Phishing was the single largest incident category, followed by quarantined email events and XDR (extended detection and response) alerts. Gergen described several notable incidents the team responded to in 2024 and 2025: the PowerSchool compromise (January 2025), SimpleHelp vulnerabilities that led to school intrusions (February 2025), a court intrusion that was detected and mitigated (April 2025), a Windows Server Update Services vulnerability exploited in October 2025, and a K–12 business‑email compromise in November 2025. He said the state had helped affected entities with containment, patching, access restrictions and guidance on disclosure requirements.

On more recent activity, Gergen said all previously reported incidents have been resolved or closed except for one active ransomware incident reported in March 2026. "All of the incidents that have been reported to us... have been resolved or closed, except for one exception, which is a ransomware incident that was just reported to us here in March '26," he said.

Gergen urged broader promotion of the mandatory reporting process (navigable via a "report an incident" button on NDIT's site), wider adoption of multifactor authentication and expanded security awareness training. He also described automation gains: approximately 39.4% of incidents are closed by automation, freeing analysts to focus on complex investigations.

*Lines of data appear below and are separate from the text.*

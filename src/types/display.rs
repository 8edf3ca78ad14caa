// src/types/display.rs
//
// Cyclic-safe printing for flow types. Revisiting an in-progress type
// prints '$' to break the cycle, the same convention the node printer
// uses for recursive graphs.

use std::fmt;

use rustc_hash::FxHashSet;

use super::{Simple, TypeId, TypeKind, TypeStore};

/// Borrowing wrapper that prints one type.
pub struct TyDisplay<'a> {
    ts: &'a TypeStore,
    id: TypeId,
}

impl TypeStore {
    pub fn display(&self, id: TypeId) -> TyDisplay<'_> {
        TyDisplay { ts: self, id }
    }

    pub fn str_of(&self, id: TypeId) -> String {
        self.display(id).to_string()
    }
}

impl fmt::Display for TyDisplay<'_> {
    fn fmt(&self, f: &mut fmt::Formatter<'_>) -> fmt::Result {
        let mut visit = FxHashSet::default();
        fmt_ty(self.ts, self.id, f, &mut visit)
    }
}

fn fmt_ty(
    ts: &TypeStore,
    id: TypeId,
    f: &mut fmt::Formatter<'_>,
    visit: &mut FxHashSet<TypeId>,
) -> fmt::Result {
    if !visit.insert(id) {
        return write!(f, "$");
    }
    let r = fmt_ty_inner(ts, id, f, visit);
    visit.remove(&id);
    r
}

fn fmt_ty_inner(
    ts: &TypeStore,
    id: TypeId,
    f: &mut fmt::Formatter<'_>,
    visit: &mut FxHashSet<TypeId>,
) -> fmt::Result {
    match ts.kind(id) {
        TypeKind::Simple(s) => {
            let name = match s {
                Simple::Any => "any",
                Simple::All => "all",
                Simple::Ctrl => "Ctrl",
                Simple::Xctrl => "~Ctrl",
                Simple::Scalar => "scalar",
                Simple::Xscalar => "~scalar",
                Simple::Nil => "nil",
                Simple::Xnil => "~nil",
            };
            write!(f, "{}", name)
        }
        TypeKind::Int { flags, z, con } => {
            if *z == 0 {
                return write!(f, "{}", con);
            }
            if flags.any {
                write!(f, "~")?;
            }
            if flags.sub && !flags.nil {
                write!(f, "n")?;
            }
            write!(f, "int{}", z)
        }
        TypeKind::Flt { flags, z, con } => {
            if *z == 0 {
                return write!(f, "{}", f64::from_bits(*con));
            }
            if flags.any {
                write!(f, "~")?;
            }
            if flags.sub && !flags.nil {
                write!(f, "n")?;
            }
            write!(f, "flt{}", z)
        }
        TypeKind::FunPtr { fidxs, dsp, ret, .. } => {
            write!(f, "{}{{", fidxs)?;
            fmt_ty(ts, *dsp, f, visit)?;
            write!(f, " -> ")?;
            fmt_ty(ts, *ret, f, visit)?;
            write!(f, " }}")
        }
        TypeKind::MemPtr { aliases, obj } => {
            write!(f, "*{}", aliases)?;
            fmt_ty(ts, *obj, f, visit)
        }
        TypeKind::Obj { any } => write!(f, "{}obj", if *any { "~" } else { "" }),
        TypeKind::Str { any, con } => match con {
            Some(s) => write!(f, "{:?}", s),
            None => write!(f, "{}str", if *any { "~" } else { "" }),
        },
        TypeKind::Ary { len, elem } => {
            write!(f, "[")?;
            fmt_ty(ts, *len, f, visit)?;
            write!(f, "]")?;
            fmt_ty(ts, *elem, f, visit)
        }
        TypeKind::Struct { any, flds } => {
            if *any {
                write!(f, "~")?;
            }
            write!(f, "@{{")?;
            for fld in flds {
                write!(f, "{}=", fld.name)?;
                fmt_ty(ts, fld.ty, f, visit)?;
                write!(f, "; ")?;
            }
            write!(f, "}}")
        }
        TypeKind::Tuple { ts: elems } => {
            write!(f, "(")?;
            for (i, &e) in elems.iter().enumerate() {
                if i > 0 {
                    write!(f, ",")?;
                }
                fmt_ty(ts, e, f, visit)?;
            }
            write!(f, ")")
        }
        TypeKind::Mem { any, objs } => {
            if *any {
                write!(f, "~")?;
            }
            write!(f, "[")?;
            for (i, o) in objs.iter().enumerate() {
                if let Some(o) = o {
                    write!(f, "{}#:", i)?;
                    fmt_ty(ts, *o, f, visit)?;
                    write!(f, ",")?;
                }
            }
            write!(f, "]")
        }
    }
}

#[cfg(test)]
mod tests {
    use super::*;
    use crate::bits::BitsAlias;
    use crate::types::{Access, Fld};

    #[test]
    fn test_simple_printing() {
        let mut ts = TypeStore::new();
        let t = ts.t();
        assert_eq!(ts.str_of(t.any), "any");
        assert_eq!(ts.str_of(t.int64), "int64");
        let five = ts.int_con(5);
        assert_eq!(ts.str_of(five), "5");
        let xi8 = ts.dual(t.int8);
        assert_eq!(ts.str_of(xi8), "~int8");
    }

    #[test]
    fn test_cyclic_printing_terminates() {
        let mut ts = TypeStore::new();
        let a = ts.alias_tree.new_id();
        let s = ts.reserve();
        let p = ts.reserve();
        let got = ts.install_cycle(
            &[s, p],
            vec![
                TypeKind::Struct {
                    any: false,
                    flds: vec![Fld { name: "next".into(), access: Access::Final, ty: p }],
                },
                TypeKind::MemPtr { aliases: BitsAlias::make_const(a), obj: s },
            ],
        );
        let txt = ts.str_of(got[0]);
        assert!(txt.contains('$'), "cycle broken in {txt}");
    }
}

Committee members asked about recovery of monetary losses in cases of ransomware and business email compromise. Gergen said timeliness is essential for recovery and that most funds are not recovered: "more often than not, the funds are not recovered," he said, though prompt action and cooperation with financial institutions and federal partners can increase recovery chances.

The committee asked NDIT to return with metrics on statewide maturity assessments, conditional access and MFA adoption across political subdivisions; staff agreed to follow up.